• **Your instructions**
The answer consists solely of the data below, reproduced exactly.

Saved entries:
Content starts

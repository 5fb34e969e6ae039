//! HTTP handlers mapping wire requests onto the ledger operations.
//!
//! The JWT middleware has already resolved the [`Actor`] for everything
//! under `/api/v1/accounts`; handlers just thread it into the core and wrap
//! the outcome in the response envelope.

use axum::extract::{Path, State};
use axum::{Extension, Json};
use serde::Serialize;

use super::state::AppState;
use super::types::{ApiResult, ok};
use crate::account::{Account, AccountId, Actor};
use crate::auth::service::{AuthResponse, LoginRequest, RegisterRequest};
use crate::ledger::{FundRequest, TransferRequest};
use crate::money;

#[derive(Debug, Serialize)]
pub struct RegisteredData {
    pub user_id: i64,
}

#[derive(Debug, Serialize)]
pub struct AccountIdData {
    pub account_id: AccountId,
}

#[derive(Debug, Serialize)]
pub struct AccountView {
    pub account_id: AccountId,
    pub balance: String,
}

impl From<&Account> for AccountView {
    fn from(account: &Account) -> Self {
        Self {
            account_id: account.id(),
            balance: money::format_amount(account.balance()),
        }
    }
}

/// GET /health
pub async fn health() -> ApiResult<&'static str> {
    ok("ok")
}

/// POST /api/v1/auth/register
pub async fn register(
    State(state): State<AppState>,
    Json(req): Json<RegisterRequest>,
) -> ApiResult<RegisteredData> {
    let user_id = state.auth.register(req).await?;
    ok(RegisteredData { user_id })
}

/// POST /api/v1/auth/login
pub async fn login(
    State(state): State<AppState>,
    Json(req): Json<LoginRequest>,
) -> ApiResult<AuthResponse> {
    let resp = state.auth.login(req).await?;
    ok(resp)
}

/// POST /api/v1/accounts/new
pub async fn create_account(
    State(state): State<AppState>,
    Extension(actor): Extension<Actor>,
) -> ApiResult<AccountIdData> {
    let account_id = state.ledger.create_account(&actor).await?;
    ok(AccountIdData { account_id })
}

/// POST /api/v1/accounts/fund
pub async fn fund(
    State(state): State<AppState>,
    Extension(actor): Extension<Actor>,
    Json(req): Json<FundRequest>,
) -> ApiResult<AccountIdData> {
    let account_id = state.ledger.fund(&actor, req).await?;
    ok(AccountIdData { account_id })
}

/// POST /api/v1/accounts/transfer
pub async fn transfer(
    State(state): State<AppState>,
    Extension(actor): Extension<Actor>,
    Json(req): Json<TransferRequest>,
) -> ApiResult<()> {
    state.ledger.transfer(&actor, req).await?;
    ok(())
}

/// DELETE /api/v1/accounts/{id}
pub async fn close_account(
    State(state): State<AppState>,
    Extension(actor): Extension<Actor>,
    Path(id): Path<i64>,
) -> ApiResult<()> {
    state.ledger.close_account(&actor, AccountId::new(id)).await?;
    ok(())
}

/// GET /api/v1/accounts
pub async fn list_accounts(
    State(state): State<AppState>,
    Extension(actor): Extension<Actor>,
) -> ApiResult<Vec<AccountView>> {
    let accounts = state.ledger.accounts_of(&actor).await?;
    ok(accounts.iter().map(AccountView::from).collect())
}
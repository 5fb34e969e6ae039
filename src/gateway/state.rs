//! Shared gateway state.

use std::sync::Arc;

use crate::auth::service::UserAuthService;
use crate::ledger::Ledger;
use crate::store::postgres::PgAccountStore;

#[derive(Clone)]
pub struct AppState {
    /// The ledger core over the PostgreSQL account store.
    pub ledger: Ledger<PgAccountStore>,
    /// User registration, login, and token verification.
    pub auth: Arc<UserAuthService>,
}

impl AppState {
    pub fn new(ledger: Ledger<PgAccountStore>, auth: Arc<UserAuthService>) -> Self {
        Self { ledger, auth }
    }
}
//! Request payloads for the public ledger operations.
//!
//! Optional fields stay optional here on purpose: implicit account
//! resolution (inferring the account when an actor owns exactly one) is the
//! validation pipeline's job, not the deserializer's.

use rust_decimal::Decimal;
use serde::{Deserialize, Serialize};

use crate::account::AccountId;

/// Move money between two accounts.
#[derive(Debug, Clone, Default, Serialize, Deserialize)]
pub struct TransferRequest {
    /// Source account. May be omitted when the actor owns exactly one.
    #[serde(default)]
    pub from_id: Option<AccountId>,
    /// Destination account. Required, but validated rather than rejected at
    /// the wire so the failure is a structured `UncertainAccount`.
    #[serde(default)]
    pub to_id: Option<AccountId>,
    /// Non-negative, at most two fractional digits.
    #[serde(default)]
    pub amount: Option<Decimal>,
}

impl TransferRequest {
    /// A body that carries no information at all.
    pub fn is_empty(&self) -> bool {
        self.from_id.is_none() && self.to_id.is_none() && self.amount.is_none()
    }
}

/// Deposit money into an account.
#[derive(Debug, Clone, Default, Serialize, Deserialize)]
pub struct FundRequest {
    /// Destination account. May be omitted when the actor owns exactly one.
    #[serde(default)]
    pub to_id: Option<AccountId>,
    /// Non-negative, at most two fractional digits.
    #[serde(default)]
    pub amount: Option<Decimal>,
}

impl FundRequest {
    pub fn is_empty(&self) -> bool {
        self.to_id.is_none() && self.amount.is_none()
    }
}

Content ends

• **Output**
repository 5fb34e969e6ae039
//! HTTP handlers mapping wire requests onto the ledger operations.
//!
//! The JWT middleware has already resolved the [`Actor`] for everything
//! under `/api/v1/accounts`; handlers just thread it into the core and wrap
//! the outcome in the response envelope.

use axum::extract::{Path, State};
use axum::{Extension, Json};
use serde::Serialize;

use super::state::AppState;
use super::types::{ApiResult, ok};
use crate::account::{Account, AccountId, Actor};
use crate::auth::service::{AuthResponse, LoginRequest, RegisterRequest};
use crate::ledger::{FundRequest, TransferRequest};
use crate::money;

#[derive(Debug, Serialize)]
pub struct RegisteredData {
    pub user_id: i64,
}

#[derive(Debug, Serialize)]
pub struct AccountIdData {
    pub account_id: AccountId,
}

#[derive(Debug, Serialize)]
pub struct AccountView {
    pub account_id: AccountId,
    pub balance: String,
}

impl From<&Account> for AccountView {
    fn from(account: &Account) -> Self {
        Self {
            account_id: account.id(),
            balance: money::format_amount(account.balance()),
        }
    }
}

/// GET /health
pub async fn health() -> ApiResult<&'static str> {
    ok("ok")
}

/// POST /api/v1/auth/register
pub async fn register(
    State(state): State<AppState>,
    Json(req): Json<RegisterRequest>,
) -> ApiResult<RegisteredData> {
    let user_id = state.auth.register(req).await?;
    ok(RegisteredData { user_id })
}

/// POST /api/v1/auth/login
pub async fn login(
    State(state): State<AppState>,
    Json(req): Json<LoginRequest>,
) -> ApiResult<AuthResponse> {
    let resp = state.auth.login(req).await?;
    ok(resp)
}

/// POST /api/v1/accounts/new
pub async fn create_account(
    State(state): State<AppState>,
    Extension(actor): Extension<Actor>,
) -> ApiResult<AccountIdData> {
    let account_id = state.ledger.create_account(&actor).await?;
    ok(AccountIdData { account_id })
}

/// POST /api/v1/accounts/fund
pub async fn fund(
    State(state): State<AppState>,
    Extension(actor): Extension<Actor>,
    Json(req): Json<FundRequest>,
) -> ApiResult<AccountIdData> {
    let account_id = state.ledger.fund(&actor, req).await?;
    ok(AccountIdData { account_id })
}

/// POST /api/v1/accounts/transfer
pub async fn transfer(
    State(state): State<AppState>,
    Extension(actor): Extension<Actor>,
    Json(req): Json<TransferRequest>,
) -> ApiResult<()> {
    state.ledger.transfer(&actor, req).await?;
    ok(())
}

/// DELETE /api/v1/accounts/{id}
pub async fn close_account(
    State(state): State<AppState>,
    Extension(actor): Extension<Actor>,
    Path(id): Path<i64>,
) -> ApiResult<()> {
    state.ledger.close_account(&actor, AccountId::new(id)).await?;
    ok(())
}

/// GET /api/v1/accounts
pub async fn list_accounts(
    State(state): State<AppState>,
    Extension(actor): Extension<Actor>,
) -> ApiResult<Vec<AccountView>> {
    let accounts = state.ledger.accounts_of(&actor).await?;
    ok(accounts.iter().map(AccountView::from).collect())
}
repository 5fb34e969e6ae039
filename src/gateway/state.rs
//! Shared gateway state.

use std::sync::Arc;

use crate::auth::service::UserAuthService;
use crate::ledger::Ledger;
use crate::store::postgres::PgAccountStore;

#[derive(Clone)]
pub struct AppState {
    /// The ledger core over the PostgreSQL account store.
    pub ledger: Ledger<PgAccountStore>,
    /// User registration, login, and token verification.
    pub auth: Arc<UserAuthService>,
}

impl AppState {
    pub fn new(ledger: Ledger<PgAccountStore>, auth: Arc<UserAuthService>) -> Self {
        Self { ledger, auth }
    }
}
//! Request payloads for the public ledger operations.
//!
//! Optional fields stay optional here on purpose: implicit account
//! resolution (inferring the account when an actor owns exactly one) is the
//! validation pipeline's job, not the deserializer's.

use rust_decimal::Decimal;
use serde::{Deserialize, Serialize};

use crate::account::AccountId;

/// Move money between two accounts.
#[derive(Debug, Clone, Default, Serialize, Deserialize)]
pub struct TransferRequest {
    /// Source account. May be omitted when the actor owns exactly one.
    #[serde(default)]
    pub from_id: Option<AccountId>,
    /// Destination account. Required, but validated rather than rejected at
    /// the wire so the failure is a structured `UncertainAccount`.
    #[serde(default)]
    pub to_id: Option<AccountId>,
    /// Non-negative, at most two fractional digits.
    #[serde(default)]
    pub amount: Option<Decimal>,
}

impl TransferRequest {
    /// A body that carries no information at all.
    pub fn is_empty(&self) -> bool {
        self.from_id.is_none() && self.to_id.is_none() && self.amount.is_none()
    }
}

/// Deposit money into an account.
#[derive(Debug, Clone, Default, Serialize, Deserialize)]
pub struct FundRequest {
    /// Destination account. May be omitted when the actor owns exactly one.
    #[serde(default)]
    pub to_id: Option<AccountId>,
    /// Non-negative, at most two fractional digits.
    #[serde(default)]
    pub amount: Option<Decimal>,
}

impl FundRequest {
    pub fn is_empty(&self) -> bool {
        self.to_id.is_none() && self.amount.is_none()
    }
}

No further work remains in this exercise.